Psoralen-mediated RNA–RNA cross-linking

Fifteen-microliter reactions containing 80 fmol of 32P-uridine-labeled 3′ half RNAs were incubated for 20 min at 30°C in the presence of 5 μL of HeLa nuclear extracts and 22 μg/mL 4′-aminomethyltrioxsalen hydrochloride (Sigma, catalog no. A4330). The mixture was irradiated with a 365-nm wavelength UV light for 10 min. RNA was then treated with proteinase K, ethanol-precipitated, and analyzed by electrophoresis on a denaturing 6% polyacrylamide gel.

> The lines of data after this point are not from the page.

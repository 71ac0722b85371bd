//! Tenant repository for database operations.

use chrono::{DateTime, Utc};
use sqlx::PgPool;

use herba_core::TenantId;

use super::RepositoryError;
use crate::models::Tenant;
use crate::tenancy::{TenantRef, TenantRefKind};

/// Database row for the `tenant` table.
#[derive(Debug, sqlx::FromRow)]
struct TenantRow {
    id: String,
    name: String,
    subdomain: String,
    custom_domain: Option<String>,
    country_code: String,
    is_active: bool,
    api_key: Option<String>,
    secret_key_ciphertext: Option<String>,
    settings: serde_json::Value,
    created_at: DateTime<Utc>,
    updated_at: DateTime<Utc>,
}

impl From<TenantRow> for Tenant {
    fn from(row: TenantRow) -> Self {
        Self {
            id: TenantId::new(row.id),
            name: row.name,
            subdomain: row.subdomain,
            custom_domain: row.custom_domain,
            country_code: row.country_code,
            is_active: row.is_active,
            api_key: row.api_key,
            secret_key_ciphertext: row.secret_key_ciphertext,
            settings: row.settings,
            created_at: row.created_at,
            updated_at: row.updated_at,
        }
    }
}

const TENANT_COLUMNS: &str = "id, name, subdomain, custom_domain, country_code, is_active, \
     api_key, secret_key_ciphertext, settings, created_at, updated_at";

/// Repository for tenant database operations.
pub struct TenantRepository<'a> {
    pool: &'a PgPool,
}

impl<'a> TenantRepository<'a> {
    /// Create a new tenant repository.
    #[must_use]
    pub const fn new(pool: &'a PgPool) -> Self {
        Self { pool }
    }

    /// Get a tenant by its ID.
    ///
    /// # Errors
    ///
    /// Returns `RepositoryError::Database` if the query fails.
    pub async fn get_by_id(&self, id: &TenantId) -> Result<Option<Tenant>, RepositoryError> {
        let row = sqlx::query_as::<_, TenantRow>(&format!(
            "SELECT {TENANT_COLUMNS} FROM tenant WHERE id = $1"
        ))
        .bind(id.as_str())
        .fetch_optional(self.pool)
        .await?;

        Ok(row.map(Tenant::from))
    }

    /// Look up the tenant a resolved reference points at.
    ///
    /// Path slugs and subdomains both match the `subdomain` column (a
    /// tenant's slug is its subdomain); custom-domain references match
    /// `custom_domain`. Inactive tenants are not returned - the caller
    /// surfaces that as tenant-not-found.
    ///
    /// # Errors
    ///
    /// Returns `RepositoryError::Database` if the query fails.
    pub async fn get_active_by_reference(
        &self,
        tenant_ref: &TenantRef,
    ) -> Result<Option<Tenant>, RepositoryError> {
        let column = match tenant_ref.kind {
            TenantRefKind::PathSlug | TenantRefKind::Subdomain => "subdomain",
            TenantRefKind::CustomDomain => "custom_domain",
        };

        let row = sqlx::query_as::<_, TenantRow>(&format!(
            "SELECT {TENANT_COLUMNS} FROM tenant WHERE {column} = $1 AND is_active"
        ))
        .bind(&tenant_ref.reference)
        .fetch_optional(self.pool)
        .await?;

        Ok(row.map(Tenant::from))
    }

    /// List all tenants, newest first.
    ///
    /// # Errors
    ///
    /// Returns `RepositoryError::Database` if the query fails.
    pub async fn list(&self) -> Result<Vec<Tenant>, RepositoryError> {
        let rows = sqlx::query_as::<_, TenantRow>(&format!(
            "SELECT {TENANT_COLUMNS} FROM tenant ORDER BY created_at DESC"
        ))
        .fetch_all(self.pool)
        .await?;

        Ok(rows.into_iter().map(Tenant::from).collect())
    }

    /// Create a tenant.
    ///
    /// # Errors
    ///
    /// Returns `RepositoryError::Conflict` if the subdomain is taken.
    pub async fn create(
        &self,
        id: &TenantId,
        name: &str,
        subdomain: &str,
        country_code: &str,
    ) -> Result<Tenant, RepositoryError> {
        let row = sqlx::query_as::<_, TenantRow>(&format!(
            "INSERT INTO tenant (id, name, subdomain, country_code) \
             VALUES ($1, $2, $3, $4) \
             RETURNING {TENANT_COLUMNS}"
        ))
        .bind(id.as_str())
        .bind(name)
        .bind(subdomain)
        .bind(country_code)
        .fetch_one(self.pool)
        .await
        .map_err(|e| {
            if let sqlx::Error::Database(ref db_err) = e
                && db_err.is_unique_violation()
            {
                return RepositoryError::Conflict("subdomain already exists".to_owned());
            }
            RepositoryError::Database(e)
        })?;

        Ok(Tenant::from(row))
    }

    /// Toggle a tenant's activation flag. Returns `false` if no such tenant.
    ///
    /// # Errors
    ///
    /// Returns `RepositoryError::Database` if the query fails.
    pub async fn set_active(
        &self,
        id: &TenantId,
        is_active: bool,
    ) -> Result<bool, RepositoryError> {
        let result =
            sqlx::query("UPDATE tenant SET is_active = $2, updated_at = now() WHERE id = $1")
                .bind(id.as_str())
                .bind(is_active)
                .execute(self.pool)
                .await?;

        Ok(result.rows_affected() > 0)
    }

    /// Replace a tenant's settings blob. Returns `false` if no such tenant.
    ///
    /// # Errors
    ///
    /// Returns `RepositoryError::Database` if the query fails.
    pub async fn update_settings(
        &self,
        id: &TenantId,
        settings: &serde_json::Value,
    ) -> Result<bool, RepositoryError> {
        let result =
            sqlx::query("UPDATE tenant SET settings = $2, updated_at = now() WHERE id = $1")
                .bind(id.as_str())
                .bind(settings)
                .execute(self.pool)
                .await?;

        Ok(result.rows_affected() > 0)
    }
}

RNase H-mediated (Invitrogen, catalog no. 18021-014) inactivation of U2 snRNP was performed by incubating the nuclear extracts with an oligodeoxynucleotide complementary to positions 28–42 of U2 snRNA. RNase H–mediated digestion after cross-linking was performed similarly using the specified oligodeoxynucleotides.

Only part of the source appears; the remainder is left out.